If you look along the outline of most street frontages in Calcutta, it is not at all unlike looking down the sides of Bruegel’s Tower of Babel, such is the busy confusion of things one on top of the other – balconies, awnings, wires, washing, belvederes, stanchions, wooden blinds, indistinct projections and leaning people. But if you confront each building separately head-on, you often find yourself goggling at a perfect rhapsody of
architecture
. There will be a doorway set between Doric columns with ‘AD 1879’ carved into the pediment above. On either side of this, where there ought to be windows, there will be rooms open to the street instead, with trade going on inside; and pilasters will spring away above, to a wrought iron balcony on the first floor, which will be partly enclosed by Early English arcading and which will also be provided with wooden shutters that neither the early nor the late English ever needed in their climate. Above
this will come another storey, whose window openings have been carved in a faintly Mogul style; and to top it all off there will be a stone balustrade with Gothic ogees piercing it so that, from the other side of the street, you can even see the hoofs of the large stone horse that is galloping across the roof – or the hem of Aphrodite’s dress as she gracefully bends to pour the contents of her urn on to the pavement far below. The consistent Classicism of the Mullick’s Marble Palace, and several of its rivals, is really very unambitious when contrasted with a lot of what has been built in Calcutta. There is a tall and narrow house on Strand Bank Road, not far from the river, which rises through four floors and four building styles that have originated in four
separate
countries. There is a small thesis to be written by somebody on Calcutta’s rooftop monuments alone; not only horses and Aphrodites, but lions rampant, hawks stooping, and naked young ladies reclining rather brazenly as well.

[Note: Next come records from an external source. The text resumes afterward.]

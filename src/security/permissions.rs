//! ACL-string permission checks for tool dispatch.
//!
//! Permission format: `<service>.<resource_type>[/<namespace>/<name>].<action>:<scope>`,
//! e.g. `resource.function/marketing/send_email.execute:own`. Dots separate
//! service/resource_type/action, a slash-delimited path carries the optional
//! namespace/name hierarchy, and a scope of `all` grants `own`.

use async_trait::async_trait;
use std::collections::HashMap;

/// The resolved identity + permission set a caller presents to the core.
/// Authentication itself (OTP, JWT, API-key hashing) is out of scope; the
/// core only consumes this tuple.
#[derive(Debug, Clone, Default)]
pub struct UserContext {
    pub user_id: String,
    pub permissions: HashMap<String, bool>,
}

impl UserContext {
    pub fn new(user_id: impl Into<String>, permissions: HashMap<String, bool>) -> Self {
        Self {
            user_id: user_id.into(),
            permissions,
        }
    }

    pub fn has_permission(&self, required: &str) -> bool {
        check_permission(&self.permissions, required)
    }
}

/// Turns an opaque bearer token carried on a queued job into a [`UserContext`].
/// The core ships no implementation — token formats (JWT, session lookup,
/// API-key hash) belong to whatever gateway issues the tokens.
#[async_trait]
pub trait TokenResolver: Send + Sync {
    async fn resolve(&self, user_token: &str) -> Result<UserContext, String>;
}

/// Builds the ACL string for executing one function: `resource.function/<ns>/<name>.execute:<scope>`.
pub fn function_execute_permission(namespace: &str, name: &str, scope: &str) -> String {
    format!("resource.function/{namespace}/{name}.execute:{scope}")
}

/// True if `permissions` grants `required`, directly, via wildcard, or via
/// the `:all` scope granting `:own`.
pub fn check_permission(permissions: &HashMap<String, bool>, required: &str) -> bool {
    if permissions.get(required).copied().unwrap_or(false) {
        return true;
    }
    permissions
        .iter()
        .any(|(pattern, granted)| *granted && matches_permission_pattern(pattern, required))
}

/// True if `concrete` is covered by `pattern`, per the module doc's format.
pub fn matches_permission_pattern(pattern: &str, concrete: &str) -> bool {
    let Some((pattern_parts, pattern_scope)) = rsplit_once(pattern, ':') else {
        return false;
    };
    let Some((concrete_parts, concrete_scope)) = rsplit_once(concrete, ':') else {
        return false;
    };

    let valid_scopes = ["own", "all", "*"];
    if !valid_scopes.contains(&pattern_scope) || !valid_scopes.contains(&concrete_scope) {
        return false;
    }
    let allowed = match pattern_scope {
        "all" | "*" => concrete_scope == "all" || concrete_scope == "own",
        "own" => concrete_scope == "own",
        _ => false,
    };
    if !allowed {
        return false;
    }

    let Some((pattern_resource, pattern_action)) = rsplit_once(pattern_parts, '.') else {
        return false;
    };
    let Some((concrete_resource, concrete_action)) = rsplit_once(concrete_parts, '.') else {
        return false;
    };

    if pattern_action != "*" && pattern_action != concrete_action {
        return false;
    }

    let (pattern_base, pattern_path) = split_once_opt(pattern_resource, '/');
    let (concrete_base, concrete_path) = split_once_opt(concrete_resource, '/');

    let pattern_base_segs: Vec<&str> = pattern_base.split('.').collect();
    let concrete_base_segs: Vec<&str> = concrete_base.split('.').collect();

    let base_is_wildcard_prefix = pattern_base_segs.last() == Some(&"*");
    let action_wildcard_shorter =
        pattern_action == "*" && pattern_base_segs.len() < concrete_base_segs.len();

    if base_is_wildcard_prefix || action_wildcard_shorter {
        let prefix = if base_is_wildcard_prefix {
            &pattern_base_segs[..pattern_base_segs.len() - 1]
        } else {
            &pattern_base_segs[..]
        };
        if concrete_base_segs.len() < prefix.len() {
            return false;
        }
        if !prefix
            .iter()
            .zip(concrete_base_segs.iter())
            .all(|(p, c)| *p == "*" || p == c)
        {
            return false;
        }
    } else {
        if pattern_base_segs.len() != concrete_base_segs.len() {
            return false;
        }
        if !pattern_base_segs
            .iter()
            .zip(concrete_base_segs.iter())
            .all(|(p, c)| *p == "*" || p == c)
        {
            return false;
        }
    }

    match (pattern_path, concrete_path) {
        (None, None) => true,
        (None, Some(_)) => base_is_wildcard_prefix || pattern_action == "*",
        (Some(_), None) => false,
        (Some(pp), Some(cp)) => {
            let pp_segs: Vec<&str> = pp.split('/').collect();
            let cp_segs: Vec<&str> = cp.split('/').collect();
            pp_segs.len() == cp_segs.len()
                && pp_segs
                    .iter()
                    .zip(cp_segs.iter())
                    .all(|(p, c)| *p == "*" || p == c)
        }
    }
}

fn rsplit_once(s: &str, sep: char) -> Option<(&str, &str)> {
    let idx = s.rfind(sep)?;
    Some((&s[..idx], &s[idx + 1..]))
}

fn split_once_opt(s: &str, sep: char) -> (&str, Option<&str>) {
    match s.find(sep) {
        Some(idx) => (&s[..idx], Some(&s[idx + 1..])),
        None => (s, None),
    }
}

#[cfg(test)]
mod tests {
    use super::*;

    fn perms(pairs: &[(&str, bool)]) -> HashMap<String, bool> {
        pairs.iter().map(|(k, v)| (k.to_string(), *v)).collect()
    }

    #[test]
    fn exact_match() {
        assert!(check_permission(
            &perms(&[("resource.chats.read:own", true)]),
            "resource.chats.read:own"
        ));
    }

    #[test]
    fn service_wildcard_grants_namespaced_action() {
        assert!(check_permission(
            &perms(&[("resource.*:all", true)]),
            "resource.function/marketing/send.execute:own"
        ));
    }

    #[test]
    fn namespaced_wildcard_matches_specific_function() {
        assert!(check_permission(
            &perms(&[("resource.function/*/*.execute:own", true)]),
            "resource.function/marketing/send_email.execute:own"
        ));
    }

    #[test]
    fn scoped_namespace_wildcard() {
        assert!(check_permission(
            &perms(&[("resource.function/marketing/*.execute:own", true)]),
            "resource.function/marketing/send_email.execute:own"
        ));
        assert!(!check_permission(
            &perms(&[("resource.function/marketing/*.execute:own", true)]),
            "resource.function/sales/send_email.execute:own"
        ));
    }

    #[test]
    fn all_scope_grants_own() {
        assert!(check_permission(
            &perms(&[("resource.function/ops/delete_user.execute:all", true)]),
            "resource.function/ops/delete_user.execute:own"
        ));
    }

    #[test]
    fn own_scope_does_not_grant_all() {
        assert!(!check_permission(
            &perms(&[("resource.function/ops/delete_user.execute:own", true)]),
            "resource.function/ops/delete_user.execute:all"
        ));
    }

    #[test]
    fn missing_permission_denied() {
        assert!(!check_permission(&perms(&[]), "resource.function/ops/x.execute:own"));
    }

    #[test]
    fn granted_false_does_not_count() {
        assert!(!check_permission(
            &perms(&[("resource.function/ops/x.execute:own", false)]),
            "resource.function/ops/x.execute:own"
        ));
    }

    #[test]
    fn function_execute_permission_format() {
        assert_eq!(
            function_execute_permission("ops", "delete_user", "own"),
            "resource.function/ops/delete_user.execute:own"
        );
    }

    #[test]
    fn user_context_has_permission() {
        let ctx = UserContext::new("u1", perms(&[("resource.*:all", true)]));
        assert!(ctx.has_permission(&function_execute_permission("math", "add", "own")));
    }
}
impl ToolSynthesiser {
    pub fn new(functions: std::sync::Arc<dyn FunctionRegistry>, agents: std::sync::Arc<dyn AgentRegistry>) -> Self {
        Self { functions, agents }
    }

    /// Build the full active tool list for one turn, plus the rendered
    /// preload block to append to the system prompt (empty if none).
    pub fn synthesise(&self, agent: &AgentSpec, inputs: &SynthesisInputs) -> (Vec<SynthesisedTool>, String) {
        let mut tools = Vec::new();

        for function_ref in &agent.enabled_functions {
            if let Some(tool) = self.synthesise_function_tool(agent, function_ref) {
                tools.push(tool);
            }
        }

        for agent_ref in &agent.enabled_agents {
            if let Some(tool) = self.synthesise_sub_agent_tool(agent_ref) {
                tools.push(tool);
            }
        }

        for skill in &inputs.on_demand_skills {
            tools.push(synthesise_skill_tool(skill));
        }

        for handle in &inputs.mcp_tools {
            tools.push(synthesise_mcp_tool(handle));
        }

        if !agent.state_namespaces_readonly.is_empty() || !agent.state_namespaces_readwrite.is_empty() {
            tools.extend(synthesise_state_tools(
                &agent.state_namespaces_readonly,
                &agent.state_namespaces_readwrite,
            ));
        }

        if !inputs.paused_execution_ids.is_empty() {
            tools.push(synthesise_continuation_tool(&inputs.paused_execution_ids));
        }

        let preload_block = render_preload_block(&inputs.preloaded_skills);

        (tools, preload_block)
    }

    fn synthesise_function_tool(&self, agent: &AgentSpec, function_ref: &str) -> Option<SynthesisedTool> {
        let (namespace, name) = crate::registry::parse_ref(function_ref).ok()?;
        let spec = self.functions.get(namespace, name).filter(|f| f.active)?;

        let overrides = agent.function_parameters.get(function_ref);
        let (schema, locked) = project_schema(&spec, overrides);

        let flattened = format!("{namespace}__{name}");
        Some(SynthesisedTool {
            definition: ToolDefinition {
                kind: "function".to_string(),
                function: ToolFunctionDef {
                    name: flattened,
                    description: format!("Invoke the {function_ref} function."),
                    parameters: schema,
                },
            },
            source: ToolSource::Function {
                namespace: namespace.to_string(),
                name: name.to_string(),
                locked,
                requires_approval: spec.requires_approval,
            },
        })
    }

    /// The synthesised parameters are the target agent's own input schema,
    /// so the LLM can see exactly what that agent expects, plus a hidden
    /// `_agent_id` carried out-of-band via `ToolSource::SubAgent` (never
    /// added to the schema, never supplied by the LLM — the same locked-
    /// parameter treatment functions get in [`project_schema`]).
    fn synthesise_sub_agent_tool(&self, agent_ref: &str) -> Option<SynthesisedTool> {
        let (namespace, name) = crate::registry::parse_ref(agent_ref).ok()?;
        let target = self.agents.get(namespace, name)?;
        let flattened = format!("agent__{namespace}__{name}");

        let parameters = if target.input_schema.is_object() && target.input_schema.get("properties").is_some() {
            target.input_schema.clone()
        } else {
            json!({
                "type": "object",
                "properties": {"message": {"type": "string"}},
                "required": ["message"]
            })
        };

        Some(SynthesisedTool {
            definition: ToolDefinition {
                kind: "function".to_string(),
                function: ToolFunctionDef {
                    name: flattened,
                    description: format!("Delegate to the {agent_ref} sub-agent."),
                    parameters,
                },
            },
            source: ToolSource::SubAgent {
                namespace: namespace.to_string(),
                name: name.to_string(),
            },
        })
    }
}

These reach their full height of imagination in the Bengal Baroque fantasy of Jhagra Kothi in Armenian Street, a building erected for commerce at the turn of the century which for some unrecorded reason started a communal riot in the district; possibly because the Muslims in the mosque opposite thought the architect was engaged in a parody of their faith rather than their building styles, but
conceivably
because they found it too much of a good thing when the collection of angels lining the roof was each provided with an electric lamp sticking out of his halo.